MEDIAEVAL LIMITATIONS, THEY HAD TO

HAVE MORE ROOM FOR THEIR WANDERINGS.

THE EUROPEAN WORLD HAD

GROWN TOO SMALL FOR THEIR AMBITIONS.

IT WAS THE TIME OF THE GREAT

VOYAGES OF DISCOVERY

THE Crusades had been a lesson in the liberal art of travelling.

But very few people had ever ventured beyond the well- known beaten track which led from Venice to Jaffe. In the thirteenth century the Polo brothers, merchants of Venice, had wandered across the great Mongolian desert and after climbing mountains as high as the moon, they had found their way to the court of the great Khan of Cathay, the mighty emperor of China. The son of one of the Polos, by the name of Marco, had written a book about their adventures, which covered a period of more than twenty years. The astonished world had gaped at his descriptions of the golden towers of the strange island of Zipangu, which was his Italian way of spelling Japan. Many people had wanted to go east, that they might find this gold-land and grow rich. But the trip was too far and too dangerous and so they stayed at home.

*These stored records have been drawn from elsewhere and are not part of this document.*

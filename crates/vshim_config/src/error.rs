//! Errors raised while reading and checking `vshim.toml`.

/// Errors that can occur when loading or validating a `vshim.toml` configuration.
#[derive(Debug, thiserror::Error)]
pub enum ConfigError {
    /// An I/O error occurred while reading the configuration file.
    #[error("failed to read configuration: {0}")]
    IoError(#[from] std::io::Error),

    /// The TOML content could not be parsed.
    #[error("failed to parse configuration: {0}")]
    ParseError(String),

    /// A required field is missing from the configuration.
    #[error("missing required field: {0}")]
    MissingField(String),

    /// Two ports share the same name.
    #[error("duplicate port '{0}'")]
    DuplicatePort(String),

    /// A configuration value failed validation.
    #[error("validation error: {0}")]
    ValidationError(String),
}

Of course, there was always the possibility of making the voyage by sea. But the sea was very unpopular in the Middle Ages and for many very good reasons. In the first place, ships were very small. The vessels on which Magellan made his famous trip around the world, which lasted many years, were not as large as a modern ferryboat. They carried from twenty to fifty men, who lived in dingy quarters (too low to allow any of them to stand up straight) and the sailors were obliged to eat poorly cooked food as the kitchen arrangements were very bad and no fire could be made whenever the weather was the least bit rough. The mediaeval world knew how to pickle herring and how to dry fish. But there were no canned goods and fresh vegetables were never seen on the bill of fare as soon as the coast had been left behind. Water was carried in small barrels. It soon became stale and then tasted of rotten wood and iron rust and was full of slimy growing things. As the people of the Middle Ages knew nothing about microbes (Roger Bacon, the learned monk of the thirteenth century seems to have suspected their existence, but he wisely kept his discovery to himself) they often drank unclean water and sometimes the whole crew died of typhoid fever. Indeed the mortality on board the ships of the earliest navigators was terrible. Of the two hundred sailors who in the year 1519 left Seville to accompany Magellan on his famous voyage around the world, only eighteen returned. As late as the seventeenth century when there was a brisk trade between western Europe and the Indies, a mortality of 40 percent was nothing unusual for a trip from Amsterdam to Batavia and back. The greater part of these victims died of scurvy, a disease which is caused by lack of fresh vegetables and which affects the gums and poisons the blood until the patient dies of sheer exhaustion.

Under those circumstances you will understand that the sea did not attract the best elements of the population. Famous discoverers like Magellan and Columbus and Vasco da Gama travelled at the head of crews that were almost entirely composed of ex-jailbirds, future murderers and pickpockets out of a Job.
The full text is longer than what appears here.